Deux exemples sont ici développés :

  • la musique afro-américaine d’Amérique du Nord jusqu’à 1900 ;
  • la musique des descendants d’esclaves en Afrique du Sud jusqu’à 1960 ;

Il existe des confluences entre les deux car des éléments de la musique sud-africaine ont été importés d’Amérique du Nord.

Dès qu’il y a humanité il y a échange. Les échanges culturels prennent une nouvelle forme après 1492. Christophe Colomb déclenche avec la conquête des Amériques l’exploitation par l’esclavage. Une deuxième accélération des échanges se produit à partir de 1850 avec la Révolution industrielle [1]). Il est désormais possible de transmettre la musique à distance grâce à des techniques d’enregistrement et de diffusion du son. L’essor se poursuit dans les années 1920 avec le disque et la radio. La musique est dès lors diffusée à l’échelle mondiale, ce qui aboutit à la World Music actuelle.

Abordons maintenant la musique des Afro-Américains du Nord. Les Africains déportés en Amérique sont séparés de leur groupe d’origine. Arrivés en Amérique, ils n’ont au départ aucun moyen de communiquer entre eux. Ce n’est pas le cas au Brésil et aux Antilles. L’esclavage en Amérique du Nord dure de 1619 à 1865. La grande plantation du type Autant en emporte le vent avec un large groupe d’esclaves n’est pas le cas le plus fréquent. En général elle est petite et la famille blanche vit à proximité des esclaves. On enlève leur nom aux esclaves mais on vit avec eux, on échange avec eux. « L’esclavage, c’est une forme de mort sociale », dit Orlando Patterson, sociologue jamaïcain. Il y a beaucoup de suicides parmi les esclaves. Les survivants doivent reconquérir leur humanité, apprendre à communiquer entre eux. Et un des éléments de cette communication, c’est la musique.

On ne sait pas vraiment comment s’est construite cette nouvelle musique. Les esclaves venaient de Sénégambie, d’Angola, sur la Côte atlantique, et depuis le lac Tchad à l’intérieur des terres. La polyrythmie africaine place l’accentuation en dehors de la pulsation. Le temps musical est cyclique. On trouve dans les musiques africaines un goût pour les timbres riches, pour l’ornementation qui enrichit l’interprétation. Le rythme met le corps en mouvement. Or, l’esclave se définit par son corps, sa couleur. C’est là que se crée un panafricanisme en exil.

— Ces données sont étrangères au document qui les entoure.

//! Configuration for a game.

use ev_combat::CombatConfig;
use ev_combat::rules::VICTORY_EXPERIENCE;

/// Name of the save slot when none is given.
pub const DEFAULT_SAVE_SLOT: &str = "savegame";

/// Configuration for a game.
#[derive(Debug, Clone)]
pub struct GameConfig {
    /// RNG seed for combat rolls.
    pub seed: u64,
    /// Save slot name (file stem for file-backed stores).
    pub save_slot: String,
    /// Battle log capacity. 0 = unlimited.
    pub max_log_lines: usize,
    /// Experience announced after a victory.
    pub reward_experience: u32,
}

impl Default for GameConfig {
    fn default() -> Self {
        Self {
            seed: 42,
            save_slot: DEFAULT_SAVE_SLOT.to_string(),
            max_log_lines: 0,
            reward_experience: VICTORY_EXPERIENCE,
        }
    }
}

impl GameConfig {
    /// Set the RNG seed.
    pub fn with_seed(mut self, seed: u64) -> Self {
        self.seed = seed;
        self
    }

    /// Set the save slot name. Blank names fall back to the default slot.
    pub fn with_save_slot(mut self, slot: impl Into<String>) -> Self {
        let slot = slot.into();
        self.save_slot = if slot.trim().is_empty() {
            DEFAULT_SAVE_SLOT.to_string()
        } else {
            slot
        };
        self
    }

    /// Set the battle log capacity (0 = unlimited).
    pub fn with_max_log_lines(mut self, max: usize) -> Self {
        self.max_log_lines = max;
        self
    }

    /// Set the experience announced after a victory.
    pub fn with_reward_experience(mut self, experience: u32) -> Self {
        self.reward_experience = experience;
        self
    }

    /// The subset of settings the combat scheduler needs.
    pub fn combat_config(&self) -> CombatConfig {
        CombatConfig::default()
            .with_seed(self.seed)
            .with_max_log_lines(self.max_log_lines)
            .with_reward_experience(self.reward_experience)
    }
}

#[cfg(test)]
mod tests {
    use super::*;

    #[test]
    fn default_config() {
        let cfg = GameConfig::default();
        assert_eq!(cfg.seed, 42);
        assert_eq!(cfg.save_slot, "savegame");
        assert_eq!(cfg.max_log_lines, 0);
        assert_eq!(cfg.reward_experience, 100);
    }

    #[test]
    fn builder_methods() {
        let cfg = GameConfig::default()
            .with_seed(7)
            .with_save_slot("slot2")
            .with_max_log_lines(20)
            .with_reward_experience(5);
        assert_eq!(cfg.seed, 7);
        assert_eq!(cfg.save_slot, "slot2");

        let combat = cfg.combat_config();
        assert_eq!(combat.seed, 7);
        assert_eq!(combat.max_log_lines, 20);
        assert_eq!(combat.reward_experience, 5);
    }

    #[test]
    fn blank_slot_falls_back() {
        let cfg = GameConfig::default().with_save_slot("  ");
        assert_eq!(cfg.save_slot, "savegame");
    }
}
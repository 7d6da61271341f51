//! Top-level application state: the game, the clock, and the status line.

use crossterm::event::KeyEvent;
use ev_combat::{MonotonicTime, TimeSource};
use ev_game::{Game, View};

use crate::keys::{self, KeyAction};

/// Seconds a notice stays in the status bar.
pub const NOTICE_SECONDS: f64 = 3.0;

/// Main application state for the terminal front end.
#[derive(Debug)]
pub struct TuiApp {
    /// The game being played.
    pub game: Game,
    /// Whether the app should quit regardless of game state.
    pub force_quit: bool,
    time: MonotonicTime,
    notice: Option<(String, f64)>,
}

impl TuiApp {
    /// Wrap a game, starting the clock now.
    pub fn new(game: Game) -> Self {
        Self {
            game,
            force_quit: false,
            time: MonotonicTime::new(),
            notice: None,
        }
    }

    /// Seconds since the app started.
    pub fn now(&self) -> f64 {
        self.time.now()
    }

    /// Whether the main loop should stop.
    pub fn should_quit(&self) -> bool {
        self.force_quit || self.game.should_quit()
    }

    /// Apply a key press at the current time.
    pub fn handle_key(&mut self, key: KeyEvent) {
        let now = self.now();
        self.handle_key_at(key, now);
    }

    /// Apply a key press at time `now`.
    pub fn handle_key_at(&mut self, key: KeyEvent, now: f64) {
        match keys::action_for(self.game.mode(), key) {
            Some(KeyAction::ForceQuit) => self.force_quit = true,
            Some(KeyAction::Intent(intent)) => {
                self.game.dispatch(intent, now);
                self.collect_notices(now);
            }
            None => {}
        }
    }

    /// Advance the game to the current time. Call once per frame.
    pub fn update(&mut self) {
        let now = self.now();
        self.update_at(now);
    }

    /// Advance the game to time `now`.
    pub fn update_at(&mut self, now: f64) {
        if let Err(err) = self.game.update(now) {
            tracing::warn!(%err, "update failed");
            self.notice = Some((err.to_string(), now));
        }
        self.collect_notices(now);
        if self
            .notice
            .as_ref()
            .is_some_and(|(_, shown_at)| now - shown_at >= NOTICE_SECONDS)
        {
            self.notice = None;
        }
    }

    /// The notice currently on screen, if any.
    pub fn notice(&self) -> Option<&str> {
        self.notice.as_ref().map(|(text, _)| text.as_str())
    }

    /// What to draw this frame.
    pub fn view(&self) -> View {
        self.game.view()
    }

    fn collect_notices(&mut self, now: f64) {
        if let Some(latest) = self.game.take_notices().pop() {
            self.notice = Some((latest, now));
        }
    }
}

#[cfg(test)]
mod tests {
    use super::*;
    use crossterm::event::{KeyCode, KeyModifiers};
    use ev_game::{GameConfig, MemoryStore, Mode};
    use ev_story::Story;

    fn app() -> TuiApp {
        TuiApp::new(Game::new(
            Story::builtin(),
            GameConfig::default(),
            MemoryStore::new(),
        ))
    }

    fn press(c: char) -> KeyEvent {
        KeyEvent::new(KeyCode::Char(c), KeyModifiers::NONE)
    }

    #[test]
    fn keys_drive_the_game() {
        let mut app = app();
        app.handle_key_at(press('s'), 0.0);
        assert_eq!(app.game.mode(), Mode::Narrative);
        app.handle_key_at(press('2'), 0.0);
        assert_eq!(app.game.mode(), Mode::Combat);
        app.handle_key_at(press('f'), 0.0);
        assert_eq!(app.game.combat().player().mp(), 40);
    }

    #[test]
    fn notices_expire() {
        let mut app = app();
        app.handle_key_at(press('l'), 1.0);
        assert_eq!(app.notice(), Some("No save found."));
        app.update_at(2.0);
        assert_eq!(app.notice(), Some("No save found."));
        app.update_at(4.0);
        assert_eq!(app.notice(), None);
    }

    #[test]
    fn quit_paths() {
        let mut app = app();
        app.handle_key_at(KeyEvent::new(KeyCode::Char('c'), KeyModifiers::CONTROL), 0.0);
        assert!(app.should_quit());

        let mut app = self::app();
        app.handle_key_at(press('q'), 0.0);
        assert!(app.should_quit());
    }
}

Les esclaves entendent la musique des colons, jouent pour les colons. Dans les grandes plantations se forment des orchestres d’esclaves. C’est ainsi que la mazurka devient un style musical antillais. Les colons jouent de la musique populaire rurale ou urbaine. Il se produit un « marronage culturel » comme dit Jean-René DEPESTRE, poète haïtien. On prend dans la culture de l’oppresseur ce qui peut construire la culture de l’opprimé. Ainsi les musiques populaires anglaises sont pentatoniques comme beaucoup de musiques africaines, les gigues irlandaises sont construites sur un rythme cyclique, les musiques populaires européennes aiment les timbres riches (ex : vielle à roue)…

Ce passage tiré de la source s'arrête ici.